BEGIN DATASET RECORDS

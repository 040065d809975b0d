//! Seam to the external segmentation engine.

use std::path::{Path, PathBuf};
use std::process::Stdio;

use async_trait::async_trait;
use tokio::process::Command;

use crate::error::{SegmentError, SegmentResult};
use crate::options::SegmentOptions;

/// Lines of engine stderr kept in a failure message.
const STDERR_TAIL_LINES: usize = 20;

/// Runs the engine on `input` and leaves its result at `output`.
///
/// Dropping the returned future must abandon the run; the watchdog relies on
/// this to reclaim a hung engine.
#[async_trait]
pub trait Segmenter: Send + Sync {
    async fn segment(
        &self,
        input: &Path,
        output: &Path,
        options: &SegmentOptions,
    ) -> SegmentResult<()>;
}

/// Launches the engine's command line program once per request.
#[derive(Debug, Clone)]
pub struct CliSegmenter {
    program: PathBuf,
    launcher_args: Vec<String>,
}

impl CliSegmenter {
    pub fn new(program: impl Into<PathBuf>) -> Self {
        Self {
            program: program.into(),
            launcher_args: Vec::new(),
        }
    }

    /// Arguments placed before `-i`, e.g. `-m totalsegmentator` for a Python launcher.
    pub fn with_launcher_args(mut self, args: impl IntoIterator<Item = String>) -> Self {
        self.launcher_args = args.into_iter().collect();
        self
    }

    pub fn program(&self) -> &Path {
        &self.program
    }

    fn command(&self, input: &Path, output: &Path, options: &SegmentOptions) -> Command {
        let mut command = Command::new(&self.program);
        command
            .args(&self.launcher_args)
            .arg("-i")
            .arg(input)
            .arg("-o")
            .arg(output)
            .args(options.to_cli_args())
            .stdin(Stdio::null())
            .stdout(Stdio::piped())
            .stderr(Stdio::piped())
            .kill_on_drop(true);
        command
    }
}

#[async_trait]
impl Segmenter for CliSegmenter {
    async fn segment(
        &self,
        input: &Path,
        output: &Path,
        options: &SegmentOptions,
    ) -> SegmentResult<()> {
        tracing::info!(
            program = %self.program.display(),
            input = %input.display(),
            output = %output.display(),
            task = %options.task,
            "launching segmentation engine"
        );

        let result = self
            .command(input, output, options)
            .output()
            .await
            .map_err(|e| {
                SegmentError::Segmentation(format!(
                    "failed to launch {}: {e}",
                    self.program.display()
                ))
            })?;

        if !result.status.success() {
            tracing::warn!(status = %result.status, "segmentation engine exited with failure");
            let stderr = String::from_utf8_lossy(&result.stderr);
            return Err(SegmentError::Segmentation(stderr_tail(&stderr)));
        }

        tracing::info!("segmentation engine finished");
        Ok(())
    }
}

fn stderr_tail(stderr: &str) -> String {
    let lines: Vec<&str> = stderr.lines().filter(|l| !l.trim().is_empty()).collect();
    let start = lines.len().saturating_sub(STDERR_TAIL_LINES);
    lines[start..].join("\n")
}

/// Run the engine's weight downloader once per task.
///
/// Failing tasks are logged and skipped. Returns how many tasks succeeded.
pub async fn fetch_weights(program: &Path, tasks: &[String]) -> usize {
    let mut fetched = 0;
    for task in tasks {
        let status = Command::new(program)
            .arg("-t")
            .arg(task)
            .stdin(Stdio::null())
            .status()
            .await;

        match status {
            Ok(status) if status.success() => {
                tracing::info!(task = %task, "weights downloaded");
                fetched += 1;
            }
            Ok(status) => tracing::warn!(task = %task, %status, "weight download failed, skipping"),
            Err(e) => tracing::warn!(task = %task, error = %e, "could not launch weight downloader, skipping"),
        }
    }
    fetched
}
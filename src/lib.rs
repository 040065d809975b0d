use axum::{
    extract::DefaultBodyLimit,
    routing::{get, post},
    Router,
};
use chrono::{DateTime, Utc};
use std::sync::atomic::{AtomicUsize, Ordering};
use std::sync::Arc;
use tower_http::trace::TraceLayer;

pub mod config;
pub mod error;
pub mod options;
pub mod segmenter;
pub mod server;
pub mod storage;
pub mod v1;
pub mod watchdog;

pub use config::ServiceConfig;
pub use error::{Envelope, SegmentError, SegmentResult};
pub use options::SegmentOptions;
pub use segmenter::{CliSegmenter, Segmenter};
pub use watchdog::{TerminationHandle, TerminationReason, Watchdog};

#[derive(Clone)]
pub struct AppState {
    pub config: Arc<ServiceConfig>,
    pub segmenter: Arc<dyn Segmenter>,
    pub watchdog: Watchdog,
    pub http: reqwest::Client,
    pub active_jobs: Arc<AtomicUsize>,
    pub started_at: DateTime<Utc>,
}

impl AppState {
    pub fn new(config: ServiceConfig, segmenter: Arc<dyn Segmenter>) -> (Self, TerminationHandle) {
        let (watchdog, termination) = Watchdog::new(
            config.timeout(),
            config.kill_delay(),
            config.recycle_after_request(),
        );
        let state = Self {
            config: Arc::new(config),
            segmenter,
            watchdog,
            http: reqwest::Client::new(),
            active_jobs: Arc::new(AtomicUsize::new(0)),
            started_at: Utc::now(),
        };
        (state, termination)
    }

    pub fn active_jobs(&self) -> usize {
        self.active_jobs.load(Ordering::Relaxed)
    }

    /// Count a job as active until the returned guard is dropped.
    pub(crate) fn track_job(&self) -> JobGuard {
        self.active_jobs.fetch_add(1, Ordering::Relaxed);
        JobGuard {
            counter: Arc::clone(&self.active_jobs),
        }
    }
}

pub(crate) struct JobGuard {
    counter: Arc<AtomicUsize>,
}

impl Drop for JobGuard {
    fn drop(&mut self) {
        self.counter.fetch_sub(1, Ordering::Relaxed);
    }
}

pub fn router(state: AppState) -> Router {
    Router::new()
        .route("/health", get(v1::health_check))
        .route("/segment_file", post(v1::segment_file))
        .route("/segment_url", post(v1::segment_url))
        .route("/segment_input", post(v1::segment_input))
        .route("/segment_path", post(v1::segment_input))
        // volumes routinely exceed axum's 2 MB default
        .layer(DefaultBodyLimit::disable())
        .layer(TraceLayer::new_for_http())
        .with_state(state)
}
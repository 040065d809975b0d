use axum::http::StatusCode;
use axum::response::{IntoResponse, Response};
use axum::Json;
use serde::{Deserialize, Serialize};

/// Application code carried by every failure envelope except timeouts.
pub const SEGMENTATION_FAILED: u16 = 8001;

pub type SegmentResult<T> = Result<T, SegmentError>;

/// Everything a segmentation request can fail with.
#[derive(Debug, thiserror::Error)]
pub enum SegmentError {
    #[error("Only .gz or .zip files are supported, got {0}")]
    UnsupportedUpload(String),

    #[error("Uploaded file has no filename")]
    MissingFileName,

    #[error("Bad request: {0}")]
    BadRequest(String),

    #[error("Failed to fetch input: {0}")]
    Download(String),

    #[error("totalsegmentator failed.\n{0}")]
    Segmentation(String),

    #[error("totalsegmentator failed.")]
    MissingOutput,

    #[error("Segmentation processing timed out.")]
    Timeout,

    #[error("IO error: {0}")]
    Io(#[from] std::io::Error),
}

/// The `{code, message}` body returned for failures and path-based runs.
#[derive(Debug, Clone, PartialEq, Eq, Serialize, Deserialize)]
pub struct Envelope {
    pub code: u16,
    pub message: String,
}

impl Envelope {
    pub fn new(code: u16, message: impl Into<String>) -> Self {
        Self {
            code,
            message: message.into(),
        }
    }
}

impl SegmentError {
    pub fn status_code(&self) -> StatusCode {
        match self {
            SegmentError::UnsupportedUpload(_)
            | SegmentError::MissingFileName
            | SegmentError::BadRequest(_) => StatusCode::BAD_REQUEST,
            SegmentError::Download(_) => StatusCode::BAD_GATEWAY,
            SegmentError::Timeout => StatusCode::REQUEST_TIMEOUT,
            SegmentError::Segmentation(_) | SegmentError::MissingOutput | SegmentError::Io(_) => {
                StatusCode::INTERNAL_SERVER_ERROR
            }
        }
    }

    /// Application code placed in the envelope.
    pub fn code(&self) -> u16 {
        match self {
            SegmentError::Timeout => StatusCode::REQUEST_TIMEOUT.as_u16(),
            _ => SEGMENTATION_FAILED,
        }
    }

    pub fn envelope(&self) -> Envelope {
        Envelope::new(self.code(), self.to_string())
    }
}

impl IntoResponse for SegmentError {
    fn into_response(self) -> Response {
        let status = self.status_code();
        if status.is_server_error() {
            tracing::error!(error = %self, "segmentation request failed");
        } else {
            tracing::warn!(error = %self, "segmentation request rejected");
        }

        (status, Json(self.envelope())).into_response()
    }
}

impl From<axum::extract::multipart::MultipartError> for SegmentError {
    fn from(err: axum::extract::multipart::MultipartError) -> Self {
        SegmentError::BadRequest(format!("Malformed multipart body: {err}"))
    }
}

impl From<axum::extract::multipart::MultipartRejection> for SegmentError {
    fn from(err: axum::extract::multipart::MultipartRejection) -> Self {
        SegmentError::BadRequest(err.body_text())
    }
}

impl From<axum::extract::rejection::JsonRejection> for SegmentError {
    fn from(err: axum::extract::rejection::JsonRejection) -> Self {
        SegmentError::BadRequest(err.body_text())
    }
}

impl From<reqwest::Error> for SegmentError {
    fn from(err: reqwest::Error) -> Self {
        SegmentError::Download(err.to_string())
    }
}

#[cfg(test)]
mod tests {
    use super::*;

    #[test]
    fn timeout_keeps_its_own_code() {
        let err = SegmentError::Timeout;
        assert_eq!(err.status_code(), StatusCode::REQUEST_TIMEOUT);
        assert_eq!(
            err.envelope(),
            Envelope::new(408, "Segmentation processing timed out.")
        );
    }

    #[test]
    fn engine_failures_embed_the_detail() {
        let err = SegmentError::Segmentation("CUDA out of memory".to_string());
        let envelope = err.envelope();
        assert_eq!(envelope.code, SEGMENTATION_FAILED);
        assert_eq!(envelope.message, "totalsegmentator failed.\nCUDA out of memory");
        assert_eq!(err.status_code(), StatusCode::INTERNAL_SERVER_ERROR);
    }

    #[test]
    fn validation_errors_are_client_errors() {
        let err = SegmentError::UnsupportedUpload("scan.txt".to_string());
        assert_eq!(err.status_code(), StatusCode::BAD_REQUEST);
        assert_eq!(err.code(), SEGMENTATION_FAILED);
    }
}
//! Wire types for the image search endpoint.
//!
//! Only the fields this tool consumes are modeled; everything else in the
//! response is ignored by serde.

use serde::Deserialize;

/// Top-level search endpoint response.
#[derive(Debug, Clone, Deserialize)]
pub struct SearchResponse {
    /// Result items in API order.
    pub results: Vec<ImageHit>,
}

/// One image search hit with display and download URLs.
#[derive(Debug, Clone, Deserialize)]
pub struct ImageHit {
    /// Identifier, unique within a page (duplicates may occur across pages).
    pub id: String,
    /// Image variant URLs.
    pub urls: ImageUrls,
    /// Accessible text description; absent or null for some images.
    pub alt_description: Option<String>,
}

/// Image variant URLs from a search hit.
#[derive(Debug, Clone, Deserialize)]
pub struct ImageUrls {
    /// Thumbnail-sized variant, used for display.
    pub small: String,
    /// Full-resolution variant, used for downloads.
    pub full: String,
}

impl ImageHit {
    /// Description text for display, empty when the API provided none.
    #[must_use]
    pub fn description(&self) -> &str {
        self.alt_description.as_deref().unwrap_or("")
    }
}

END DATASET RECORDS

● EXERCISE DIRECTIONS
Copy out every line of the data that includes the word "SegmentOptions".

● PROBLEM SOLUTION
use crate::options::SegmentOptions;
        options: &SegmentOptions,
    fn command(&self, input: &Path, output: &Path, options: &SegmentOptions) -> Command {
        options: &SegmentOptions,
pub use options::SegmentOptions;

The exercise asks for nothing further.